Kim Il Sung square was opened in the year 1954. The Korean war armistice had came a year previously and Pyongyang had been completely destroyed by American bombing. Kim Il Sung pursued the rapid reconstruction of the city as one of his foremost priorities. He wanted to build a Pyongyang which represented progress, superiority and achievement, desiring it to be “the city of the future“. In doing so, he designed an enormous public square with inspiration derived to China’s Tiananmen. But of course, what purpose did it serve?

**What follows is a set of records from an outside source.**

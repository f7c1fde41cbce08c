// SPDX-License-Identifier: BUSL-1.1
// Copyright (c) 2026 Alfred Jean LLC

//! Run lifecycle: a single execution attempt of a bot, plus the events and
//! log lines it produces.

use crate::agent::AgentId;
use crate::bot::BotId;
use crate::clock::Clock;
use chrono::{DateTime, Utc};
use serde::{Deserialize, Serialize};
use serde_json::Value;

crate::string_id! {
    /// Unique identifier for a run instance.
    pub struct RunId("run-");
}

crate::string_id! {
    /// Unique identifier for a run event.
    pub struct RunEventId("evt-");
}

crate::string_id! {
    /// Unique identifier for a run log line.
    pub struct RunLogId("log-");
}

/// Lifecycle state of a run.
#[derive(Debug, Clone, Copy, PartialEq, Eq, Serialize, Deserialize)]
#[serde(rename_all = "snake_case")]
pub enum RunStatus {
    /// Created for a future cron firing
    Scheduled,
    /// Waiting for an agent
    Queued,
    /// Agent assigned, dispatch in flight or accepted
    Starting,
    /// Agent reported startup
    Running,
    /// Terminal: finished successfully
    Completed,
    /// Terminal: failed
    Error,
    /// Terminal: cancelled by an operator or agent
    Cancelled,
}

impl RunStatus {
    pub fn is_terminal(self) -> bool {
        matches!(self, RunStatus::Completed | RunStatus::Error | RunStatus::Cancelled)
    }

    /// Allowed lifecycle transitions; anything else is rejected.
    pub fn can_transition(self, next: RunStatus) -> bool {
        use RunStatus::*;
        matches!(
            (self, next),
            (Scheduled, Queued)
                | (Queued, Starting)
                | (Queued, Error)
                | (Queued, Cancelled)
                | (Starting, Running)
                | (Starting, Error)
                | (Starting, Cancelled)
                | (Running, Completed)
                | (Running, Error)
                | (Running, Cancelled)
        )
    }
}

crate::simple_display! {
    RunStatus {
        Scheduled => "scheduled",
        Queued => "queued",
        Starting => "starting",
        Running => "running",
        Completed => "completed",
        Error => "error",
        Cancelled => "cancelled",
    }
}

/// A single execution attempt of a bot.
#[derive(Debug, Clone, PartialEq, Serialize, Deserialize)]
pub struct Run {
    pub id: RunId,
    pub bot_id: BotId,
    /// Bound once dispatched; at most one non-terminal run per agent.
    #[serde(default, skip_serializing_if = "Option::is_none")]
    pub agent_id: Option<AgentId>,
    pub status: RunStatus,
    pub start_time: Option<DateTime<Utc>>,
    pub end_time: Option<DateTime<Utc>>,
}

impl Run {
    /// A run ready for immediate dispatch.
    pub fn queued(bot_id: BotId, clock: &impl Clock) -> Self {
        Self {
            id: RunId::generate(),
            bot_id,
            agent_id: None,
            status: RunStatus::Queued,
            start_time: Some(clock.now()),
            end_time: None,
        }
    }

    /// A run materialized for a future cron firing.
    pub fn scheduled(bot_id: BotId, start_time: DateTime<Utc>) -> Self {
        Self {
            id: RunId::generate(),
            bot_id,
            agent_id: None,
            status: RunStatus::Scheduled,
            start_time: Some(start_time),
            end_time: None,
        }
    }

    pub fn is_terminal(&self) -> bool {
        self.status.is_terminal()
    }
}

/// Severity of a run log line.
#[derive(Debug, Clone, Copy, PartialEq, Eq, Serialize, Deserialize)]
#[serde(rename_all = "snake_case")]
pub enum LogLevel {
    Debug,
    Info,
    Warning,
    Error,
    Critical,
}

crate::simple_display! {
    LogLevel {
        Debug => "debug",
        Info => "info",
        Warning => "warning",
        Error => "error",
        Critical => "critical",
    }
}

/// A semantic milestone reported by an executing bot.
#[derive(Debug, Clone, PartialEq, Serialize, Deserialize)]
pub struct RunEvent {
    pub id: RunEventId,
    pub run_id: RunId,
    pub event_type: String,
    pub message: String,
    #[serde(default, skip_serializing_if = "Option::is_none")]
    pub payload: Option<Value>,
    /// Base64-encoded PNG, if the bot captured one.
    #[serde(default, skip_serializing_if = "Option::is_none")]
    pub screenshot: Option<String>,
    pub timestamp: DateTime<Utc>,
}

/// A leveled log line from an executing bot.
#[derive(Debug, Clone, PartialEq, Serialize, Deserialize)]
pub struct RunLog {
    pub id: RunLogId,
    pub run_id: RunId,
    pub level: LogLevel,
    pub message: String,
    #[serde(default, skip_serializing_if = "Option::is_none")]
    pub payload: Option<Value>,
    pub timestamp: DateTime<Utc>,
}

crate::builder! {
    pub struct RunBuilder => Run {
        set {
            id: RunId = RunId::generate(),
            bot_id: BotId = BotId::generate(),
            status: RunStatus = RunStatus::Queued,
            start_time: Option<DateTime<Utc>> = Some(DateTime::UNIX_EPOCH),
            end_time: Option<DateTime<Utc>> = None,
        }
        option {
            agent_id: AgentId = None,
        }
    }
}

#[cfg(test)]
#[path = "run_tests.rs"]
mod tests;
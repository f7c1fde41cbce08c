// SPDX-License-Identifier: BUSL-1.1
// Copyright (c) 2026 Alfred Jean LLC

//! Run endpoints.
//!
//! GET    /runs               - all runs
//! GET    /runs/{id}          - one run
//! GET    /runs/{id}/logs     - log lines for a run
//! POST   /runs/{id}/logs     - append a log line
//! GET    /runs/{id}/events   - milestones for a run
//! POST   /runs/{id}/events   - append a milestone
//! POST   /runs/{id}/status   - request a lifecycle transition

use super::error::ApiResult;
use crate::app::App;
use axum::extract::{Path, State};
use axum::Json;
use fleet_core::{Clock, LogLevel, Run, RunEvent, RunId, RunLog, RunStatus};
use serde::Deserialize;
use serde_json::Value;

#[derive(Debug, Deserialize)]
pub struct CreateRunLogRequest {
    pub level: LogLevel,
    pub message: String,
    #[serde(default)]
    pub payload: Option<Value>,
}

#[derive(Debug, Deserialize)]
pub struct CreateRunEventRequest {
    pub event_type: String,
    pub message: String,
    #[serde(default)]
    pub payload: Option<Value>,
    #[serde(default)]
    pub screenshot: Option<String>,
}

#[derive(Debug, Deserialize)]
pub struct RunStatusRequest {
    pub status: RunStatus,
}

pub async fn list<C: Clock>(State(app): State<App<C>>) -> ApiResult<Json<Vec<Run>>> {
    Ok(Json(app.runs.list().await?))
}

pub async fn get<C: Clock>(
    State(app): State<App<C>>,
    Path(run_id): Path<RunId>,
) -> ApiResult<Json<Run>> {
    Ok(Json(app.runs.get(&run_id).await?))
}

pub async fn logs<C: Clock>(
    State(app): State<App<C>>,
    Path(run_id): Path<RunId>,
) -> ApiResult<Json<Vec<RunLog>>> {
    Ok(Json(app.runs.logs(&run_id).await?))
}

pub async fn add_log<C: Clock>(
    State(app): State<App<C>>,
    Path(run_id): Path<RunId>,
    Json(body): Json<CreateRunLogRequest>,
) -> ApiResult<Json<RunLog>> {
    let log = app.runs.record_log(run_id, body.level, body.message, body.payload).await?;
    Ok(Json(log))
}

pub async fn events<C: Clock>(
    State(app): State<App<C>>,
    Path(run_id): Path<RunId>,
) -> ApiResult<Json<Vec<RunEvent>>> {
    Ok(Json(app.runs.events(&run_id).await?))
}

pub async fn add_event<C: Clock>(
    State(app): State<App<C>>,
    Path(run_id): Path<RunId>,
    Json(body): Json<CreateRunEventRequest>,
) -> ApiResult<Json<RunEvent>> {
    let event = app
        .runs
        .record_event(run_id, body.event_type, body.message, body.payload, body.screenshot)
        .await?;
    Ok(Json(event))
}

pub async fn set_status<C: Clock>(
    State(app): State<App<C>>,
    Path(run_id): Path<RunId>,
    Json(body): Json<RunStatusRequest>,
) -> ApiResult<Json<Run>> {
    Ok(Json(app.runs.set_status(&run_id, body.status).await?))
}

In traditional East Asian thought, capital cities were designed to affiliate the geographical “center” of the city as the symbolic core of leadership, enlightenment and righteousness. Confucian teaching taught that leaders were to be virtuous, benevolent and course wise sitting at the “center of all things”, thus cities were built to reflect these connotations accordingly. For example, at the exact heart of China’s Beijing sits the Tiananmen Gate and Square. In Chinese, this translates to: “The Gate of Heavenly Peace” （天安门）for it was the gateway to the residence and presence of the emperor himself, whom termed the “son of heaven” was depicted as the paramount heart of all wisdom and righteousness. After the rise of the Communist Party in 1949, this symbolism obtained a new character in the light of glorifying China’s revolution and the legacy of Mao Zedong at the heart of it all, with the former leader now being preserved there on public display.

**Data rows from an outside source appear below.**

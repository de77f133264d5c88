// Copyright 2025 the Understory Authors
// SPDX-License-Identifier: Apache-2.0 OR MIT

// After you edit the crate's doc comment, run this command, then check README.md for any missing links
// cargo rdme --workspace-project=understory_element_tree --heading-base-level=0

//! Understory Element Tree: a live tree of marked interactive elements.
//!
//! This crate is the host-side half of keyboard selection navigation. It models the
//! markup a UI renders (buttons, options, grid cells, tree nodes, and the plain wrappers
//! around them) as a generational tree, and records every change as it happens so that
//! observers can rescan in one batch.
//!
//! - Represents a hierarchy of [`Element`]s, each optionally carrying navigation markers:
//!   an identity key, manual `x`/`y` coordinates, and [`ElementFlags`] for disabled items,
//!   row boundaries, and independent container boundaries.
//! - Supports structural edits (insert, insert-before, remove, reparent, reorder) and marker
//!   edits, each of which queues a [`MutationRecord`].
//! - Delivers queued records through [`Tree::commit`] as one coalesced [`Mutations`] batch.
//!
//! ## Not a renderer
//!
//! Elements carry no geometry and no paint data. The tree only knows what a navigation
//! scanner needs: document order, nesting, and markers. Upstream code mirrors its widget or
//! DOM structure into this tree and forwards commit batches to whoever observes it (for
//! example a selection session from `understory_selection`).
//!
//! ## API overview
//!
//! - [`Tree`]: container managing elements and pending mutation records.
//! - [`Element`]: per-element marker data.
//! - [`ElementFlags`]: disabled / row / container markers.
//! - [`ElementId`]: generational handle of an element.
//! - [`Mutations`] / [`MutationRecord`] / [`MutationKind`] / [`Attribute`]: commit output.
//!
//! Key operations:
//! - [`Tree::insert`] / [`Tree::insert_before`] → [`ElementId`]
//! - [`Tree::remove`], [`Tree::reparent`], [`Tree::move_before`]
//! - [`Tree::set_key`], [`Tree::set_x`], [`Tree::set_y`], [`Tree::set_flags`],
//!   [`Tree::set_disabled`]
//! - [`Tree::commit`] → [`Mutations`]
//! - [`Tree::children_of`], [`Tree::parent_of`], [`Tree::is_ancestor`],
//!   [`Tree::next_depth_first`]
//!
//! This crate is `no_std` and uses `alloc`.

#![no_std]

extern crate alloc;

mod mutation;
mod tree;
mod types;

pub use mutation::{MutationKind, MutationRecord, Mutations};
pub use tree::Tree;
pub use types::{Attribute, Element, ElementFlags, ElementId};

In South Korea, deriving from the pre-division days of the Choson Dynasty, Seoul follows the same pattern. At the very heart of what was the capital of all Korea in a pattern identical to Beijing sits Gwanghuamun, translated to “The Gate of Exchanging Light” (光化门）(광화문). Again the geographical center of the city symbolized the emperor of Korea was the seat of harmony and virtue. Thus quite a strong and lasting symbolic precedent had been set. How of course does this then relate to North Korea? Kim Il Sung sought to construct in the traditional sense, a like minded “spiritual center” of his newly rebuilt Pyongyang which placed emphasis upon himself as the seat of all wisdom, progress and power in North Korea. Thus unsurprisingly rather than naming it symbolically as per other cities, he named the new facility after himself “Kim Il Sung Square”. Although he was not resident here (like that of leaders of old in Seoul and Beijing) he would place several of the country’s ministries within it. In addition, what would then be placed around the square over time would further develop these concepts.
First of all, the Grand People’s Study House is the most notable structure within the vicinity, towering above the square in traditional Korean style as if it were a royal palace. Why is it there specifically? The Study House is politically important to the fact it is the biggest library in the country and thus a majestic source of knowledge, instruction and guidance. That it would be placed at the very “center” directly affiliates it with the symbolism of the square. In the center lies all knowledge and wisdom. Secondly, across the water and purposefully adjacent to it is Juche tower, monument to the country’s ideology and political thought, again attributed to Kim Il Sung. The connotations are the same, with the country’s ideology thus being displayed most triumphantly at this location as its “spiritual heart”. The use of the square for parades thus add to that in the modern sense by also reaffirming it is the center of might and power.
Therefore, Kim Il Sung square exists as the literal and spiritual heart of Pyongyang itself. In the country’s political discourse, Kim Il Sung himself is of course that very center, hence he is sometimes described as the sun. The square, endowed with his name, purposefully plays upon that legacy and in turn develops traditional aspects of Confucian leadership and city design into socialist modernity. Like emperors of old, the personality cult of the DPRK leaders is depicted in the sense of all embracing righteousness, wisdom and benevolence. The square and its surroundings subsequently serve as a constant reminder of that.